Three Billboards Outside Ebbing, Missouri, directed by In Bruges’ Martin McDonagh was a really great movie too. It was not like Del Toro’s Shape of Water at all, though. It was harsh. It got to the point; it was frank. At times, it was ugly. It showcased the desperation that can come in the seeking of justice and how society still views woman who want their own justice when they have been the victim of terrible, terrible assaults; horribly. Mildred (played by now academy award winning actress Frances McDormand) wants justice for her daughter who was raped and then burned to death and, having been denied this and seeing the police force who are looking into it as insufficient in their duties, she takes it into her own hands. She VERY publicly calls out Woody Harrelson’s Chief Willoughby and demands answers. Through the movie we see her, as well as other residents of Ebbing, live with the consequences of this action.
Now, maybe it’s just me that thinks this, but I think the award for best picture should go to a movie with real, real meaning. It should teach us a lesson; make a real comment on our world and perhaps what we’re doing wrong in it. Call out the wrongdoers. Show those who may be unaware of issues that they are issues that need attention. The Shape of Water was beautiful and had an amazing cast but I think one of the movies that really accomplished holding a mirror up to the world was McDonagh’s Three Billboards Outside Ebbing, Missouri. It came around the time of #TimesUp and the issue of women being abused, raped and murdered is ever present and the issue of their want for justice being side-lined is too. This is why Three Billboards was my pick for best pic. It made a real and solid effort to make a change. Let’s hope, despite its loss, it still does.
Three Billboards could never have won. Why would the academy let this movie win when it calls out sexual misconduct and abuse, and it’s a lot of big Hollywood players carrying out this misconduct and abuse? Amazing and deserving, but it was always doomed to lose.
Get Out was another amazing nominee. I’ve watched this a few times, the first time in cinema and subsequent times on streaming services and like…it just doesn’t stop. It succeeds so well as a comment, a horror and a comedy. It looked super good. Performances were all round spot on. Characters were believable and likeable (except the racist ones (but like…they were likeable before they turned out racist?)) and it was overall an amazing and extremely rewatchable experience. It was Jordan Peele’s directorial debut and he did such a terrific job with his first piece; I am so excited to see what he does next. He is the first African-American man to win best screenplay which is such a fantastic achievement on his part.
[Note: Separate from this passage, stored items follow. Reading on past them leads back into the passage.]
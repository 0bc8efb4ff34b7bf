//! Sluice Scheduler
//!
//! Clients for external batch schedulers. Cluster-targeted tasks are
//! submitted as jobs, polled until they stop, and cancelled cooperatively.
//!
//! # Architecture
//!
//! ```text
//! BatchScheduler (trait)
//! ├── SlurmScheduler  - sbatch / sacct / scancel / scontrol via a CommandRunner
//! └── LocalScheduler  - child processes on this host
//!
//! submit(request { after_ok, after_any, .. }) -> JobHandle
//! get_state(job) -> Pending | ResourceWait | Running | Completed | Failed | Cancelled | Unknown
//! cancel(job)    -> job + every registered dependent
//! ```
//!
//! # Usage
//!
//! ```ignore
//! use sluice_scheduler::{BatchScheduler, SlurmScheduler, SubmitRequest};
//!
//! let slurm = SlurmScheduler::new(config.scheduler.clone());
//! slurm.is_alive().await?;
//! let job = slurm.submit(request).await?;
//! while !slurm.get_state(&job).await?.is_stopped() {
//!     tokio::time::sleep(poll).await;
//! }
//! ```

mod command;
mod error;
mod local;
mod scheduler;
mod slurm;
mod types;

use std::sync::Arc;

use sluice_config::{SchedulerConfig, SchedulerKind};

pub use command::{CommandOutput, CommandRunner, ProcessRunner};
pub use error::SchedulerError;
pub use local::LocalScheduler;
pub use scheduler::BatchScheduler;
pub use slurm::SlurmScheduler;
pub use types::{AccountingRecord, JobHandle, JobState, SubmitRequest};

/// Build the scheduler client selected by configuration, if any.
pub fn from_config(config: &SchedulerConfig, local_jobs: usize) -> Option<Arc<dyn BatchScheduler>> {
  match config.kind {
    SchedulerKind::None => None,
    SchedulerKind::Local => Some(Arc::new(LocalScheduler::new(local_jobs))),
    SchedulerKind::Slurm => Some(Arc::new(SlurmScheduler::new(config.clone()))),
  }
}
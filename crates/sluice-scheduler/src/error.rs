use thiserror::Error;

use crate::types::JobHandle;

/// Errors that can occur while talking to a batch scheduler.
#[derive(Debug, Error)]
pub enum SchedulerError {
  /// A scheduler command kept failing after every retry.
  #[error("'{program}' failed after {attempts} attempt(s): {message}")]
  CommandFailed {
    program: String,
    attempts: u32,
    message: String,
  },

  /// A scheduler command succeeded but its output made no sense.
  #[error("unexpected output from '{program}': {message}")]
  Parse { program: String, message: String },

  #[error("unknown job {job}")]
  UnknownJob { job: JobHandle },

  /// The scheduler cannot be reached at all.
  #[error("scheduler unreachable: {message}")]
  Unreachable { message: String },

  #[error("failed to launch job {job}: {source}")]
  Launch {
    job: JobHandle,
    #[source]
    source: std::io::Error,
  },
}
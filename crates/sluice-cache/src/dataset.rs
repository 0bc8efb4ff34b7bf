use std::collections::HashMap;
use std::fmt;
use std::path::{Path, PathBuf};
use std::sync::{Arc, PoisonError, RwLock};

use serde::{Deserialize, Serialize};
use tracing::info;

use crate::error::CacheError;
use crate::hash::{ContentHash, hash_file};

#[derive(Debug, Clone, Copy, PartialEq, Eq, Hash, PartialOrd, Ord, Serialize, Deserialize)]
pub struct DatasetId(pub u64);

impl fmt::Display for DatasetId {
  fn fmt(&self, f: &mut fmt::Formatter<'_>) -> fmt::Result {
    write!(f, "ds{}", self.0)
  }
}

/// Metadata for one file of data. Metadata outlives the bytes: a purged
/// dataset keeps its hash and size but has no path.
#[derive(Debug, Clone, PartialEq, Serialize, Deserialize)]
pub struct Dataset {
  pub id: DatasetId,
  pub hash: ContentHash,
  pub size: u64,
  pub path: Option<PathBuf>,
}

impl Dataset {
  /// Whether the bytes are still on disk.
  pub fn is_retained(&self) -> bool {
    self.path.is_some()
  }
}

#[derive(Debug, Default)]
struct Registry {
  next_id: u64,
  datasets: HashMap<DatasetId, Dataset>,
}

/// Shared registry of known datasets.
#[derive(Debug, Clone, Default)]
pub struct DatasetRegistry {
  inner: Arc<RwLock<Registry>>,
}

impl DatasetRegistry {
  pub fn new() -> Self {
    Self::default()
  }

  /// Hash a file and register it.
  pub fn register_file(&self, path: impl AsRef<Path>) -> Result<Dataset, CacheError> {
    let path = path.as_ref();
    let size = std::fs::metadata(path)
      .map_err(|e| CacheError::io(path, e))?
      .len();
    let hash = hash_file(path)?;
    Ok(self.register(hash, size, Some(path.to_path_buf())))
  }

  /// Register a dataset whose hash is already known.
  pub fn register(&self, hash: ContentHash, size: u64, path: Option<PathBuf>) -> Dataset {
    let mut registry = self.inner.write().unwrap_or_else(PoisonError::into_inner);
    let id = DatasetId(registry.next_id);
    registry.next_id += 1;
    let dataset = Dataset {
      id,
      hash,
      size,
      path,
    };
    registry.datasets.insert(id, dataset.clone());
    dataset
  }

  pub fn get(&self, id: DatasetId) -> Result<Dataset, CacheError> {
    let registry = self.inner.read().unwrap_or_else(PoisonError::into_inner);
    registry
      .datasets
      .get(&id)
      .cloned()
      .ok_or(CacheError::UnknownDataset { id })
  }

  /// Whether every dataset in `ids` still has its bytes.
  pub fn all_retained(&self, ids: &[DatasetId]) -> bool {
    let registry = self.inner.read().unwrap_or_else(PoisonError::into_inner);
    ids.iter().all(|id| {
      registry
        .datasets
        .get(id)
        .is_some_and(Dataset::is_retained)
    })
  }

  /// Datasets whose bytes live somewhere below `dir`.
  pub fn retained_under(&self, dir: &Path) -> Vec<DatasetId> {
    let registry = self.inner.read().unwrap_or_else(PoisonError::into_inner);
    let mut ids: Vec<DatasetId> = registry
      .datasets
      .values()
      .filter(|d| d.path.as_deref().is_some_and(|p| p.starts_with(dir)))
      .map(|d| d.id)
      .collect();
    ids.sort();
    ids
  }

  /// Point a dataset at freshly regenerated bytes.
  pub fn restore(&self, id: DatasetId, path: PathBuf) -> Result<(), CacheError> {
    let mut registry = self.inner.write().unwrap_or_else(PoisonError::into_inner);
    let dataset = registry
      .datasets
      .get_mut(&id)
      .ok_or(CacheError::UnknownDataset { id })?;
    dataset.path = Some(path);
    Ok(())
  }

  /// Delete a dataset's bytes, keeping its metadata.
  pub fn purge(&self, id: DatasetId) -> Result<(), CacheError> {
    let path = {
      let mut registry = self.inner.write().unwrap_or_else(PoisonError::into_inner);
      let dataset = registry
        .datasets
        .get_mut(&id)
        .ok_or(CacheError::UnknownDataset { id })?;
      dataset.path.take()
    };

    if let Some(path) = path {
      match std::fs::remove_file(&path) {
        Ok(()) => {}
        Err(e) if e.kind() == std::io::ErrorKind::NotFound => {}
        Err(e) => return Err(CacheError::io(path, e)),
      }
      info!(dataset = %id, path = %path.display(), "dataset_purged");
    }
    Ok(())
  }
}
But let’s put it simply. Get Out would never have won best picture. Why? Because the academy is prejudiced and would never have let two black led, black produced films win the best picture award two years running. The clear majority of best picture winners have been from white creators, and an overwhelming majority of best actors/actresses have been white as well, despite the amazing content produced by people of colour, especially over recent years. Despite being a clear winner, Moonlight last year was nearly shafted when the presenter reading the envelope ‘got confused’ or some shit and announced La La Land as a winner. I loved that movie but it was no best picture winner. But it was a safe winner. Like how Shape of Water was an amazing movie, but another safe winner.